## Excerpted data
+-------+

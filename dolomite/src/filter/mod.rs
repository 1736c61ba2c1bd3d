//! Filter interpretation: the top-level matcher, the field operator set,
//! and the `$text`, `$where` and geospatial sub-evaluators.

pub mod geo;
mod matcher;
pub mod operators;
pub mod text_search;
pub mod where_expr;

pub use matcher::is_match;
pub use operators::FilterOperator;
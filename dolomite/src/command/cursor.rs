use crate::common::document::Document;
use crate::common::{compare, projection, SortSpec};
use crate::errors::{DolomiteError, DolomiteResult, ErrorKind};
use crate::filter::is_match;
use crate::store::{DocumentCodec, KeyValueStore};
use parking_lot::{Condvar, Mutex};
use std::sync::Arc;

/// What a `find` command asked for, carried by the cursor for the lifetime
/// of its scan.
pub(crate) struct FindOptions {
    pub filter: Document,
    pub projection: Option<Document>,
    pub sort: Option<SortSpec>,
    pub skip: i64,
    pub limit: Option<usize>,
    pub batch_size: Option<usize>,
    pub single_batch: bool,
}

/// A registered server-side cursor over one backing-store scan.
///
/// The cursor runs at most one scan. The first batch request performs it;
/// concurrent requests block on the same in-flight scan instead of starting
/// another. A sort forces the whole result set into the buffer before the
/// first document is yielded, which the one-shot scan does anyway.
pub(crate) struct Cursor {
    id: u64,
    store: Arc<dyn KeyValueStore>,
    codec: Arc<dyn DocumentCodec>,
    options: FindOptions,
    state: Mutex<CursorState>,
    scan_done: Condvar,
}

struct CursorState {
    documents: Vec<Document>,
    // Last returned buffer index; starts at skip - 1 so the first advance
    // lands past the skipped prefix.
    position: i64,
    fetching: bool,
    fetched: bool,
    deleted: bool,
    error: Option<DolomiteError>,
}

impl Cursor {
    pub(crate) fn new(
        id: u64,
        store: Arc<dyn KeyValueStore>,
        codec: Arc<dyn DocumentCodec>,
        options: FindOptions,
    ) -> Self {
        let position = options.skip - 1;
        Cursor {
            id,
            store,
            codec,
            options,
            state: Mutex::new(CursorState {
                documents: Vec::new(),
                position,
                fetching: false,
                fetched: false,
                deleted: false,
                error: None,
            }),
            scan_done: Condvar::new(),
        }
    }

    pub(crate) fn id(&self) -> u64 {
        self.id
    }

    pub(crate) fn single_batch(&self) -> bool {
        self.options.single_batch
    }

    /// The batch size a `find` reply uses.
    pub(crate) fn first_batch_size(&self) -> usize {
        self.options
            .limit
            .or(self.options.batch_size)
            .unwrap_or(DEFAULT_BATCH_SIZE)
    }

    /// The batch size a `getMore` reply uses; `None` means all remaining.
    pub(crate) fn next_batch_size(&self) -> Option<usize> {
        self.options.batch_size
    }

    /// Pulls the next batch in scan order, applying the stored projection.
    pub(crate) fn draw_batch(&self, size: Option<usize>) -> DolomiteResult<Vec<Document>> {
        self.fetch()?;
        let mut state = self.state.lock();
        if state.deleted {
            return Err(deleted_error());
        }
        let mut batch = Vec::new();
        loop {
            if let Some(size) = size {
                if batch.len() >= size {
                    break;
                }
            }
            let next = state.position + 1;
            let Some(doc) = usize::try_from(next).ok().and_then(|i| state.documents.get(i))
            else {
                break;
            };
            let doc = projection::project(doc, self.options.projection.as_ref())?;
            batch.push(doc);
            state.position = next;
        }
        Ok(batch)
    }

    /// Stops delivery and wakes every pending waiter.
    pub(crate) fn delete(&self) {
        let mut state = self.state.lock();
        state.deleted = true;
        self.scan_done.notify_all();
    }

    /// Runs or joins the single backing-store scan for this cursor.
    fn fetch(&self) -> DolomiteResult<()> {
        let mut state = self.state.lock();
        loop {
            if state.deleted {
                return Err(deleted_error());
            }
            if let Some(error) = &state.error {
                return Err(error.clone());
            }
            if state.fetched {
                return Ok(());
            }
            if !state.fetching {
                break;
            }
            self.scan_done.wait(&mut state);
        }
        state.fetching = true;
        drop(state);

        let result = self.scan();

        let mut state = self.state.lock();
        state.fetching = false;
        // A deletion raced the scan; the result is discarded either way.
        if !state.deleted {
            match result {
                Ok(documents) => {
                    state.documents = documents;
                    state.fetched = true;
                }
                Err(error) => {
                    log::error!("Cursor {} scan failed: {}", self.id, error);
                    state.error = Some(error);
                }
            }
        }
        self.scan_done.notify_all();
        if state.deleted {
            return Err(deleted_error());
        }
        if let Some(error) = &state.error {
            return Err(error.clone());
        }
        Ok(())
    }

    fn scan(&self) -> DolomiteResult<Vec<Document>> {
        let mut matches = Vec::new();
        for bytes in self.store.scan_values()? {
            let doc = self.codec.deserialize(&bytes)?;
            if is_match(&doc, &self.options.filter)? {
                matches.push(doc);
            }
        }
        if let Some(sort) = &self.options.sort {
            compare::sort_by(&mut matches, sort);
        }
        if let Some(limit) = self.options.limit {
            let cap = limit.saturating_add(self.options.skip.max(0) as usize);
            matches.truncate(cap);
        }
        Ok(matches)
    }
}

/// Default cap on a first batch when neither `limit` nor `batchSize` is set.
pub(crate) const DEFAULT_BATCH_SIZE: usize = 101;

fn deleted_error() -> DolomiteError {
    DolomiteError::new("cursor was deleted", ErrorKind::CursorNotFound)
}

+-------+

Look over the records above, and wherever a line contains the string "matcher", copy that line.

## Solution below
//! Filter interpretation: the top-level matcher, the field operator set,
mod matcher;
pub use matcher::is_match;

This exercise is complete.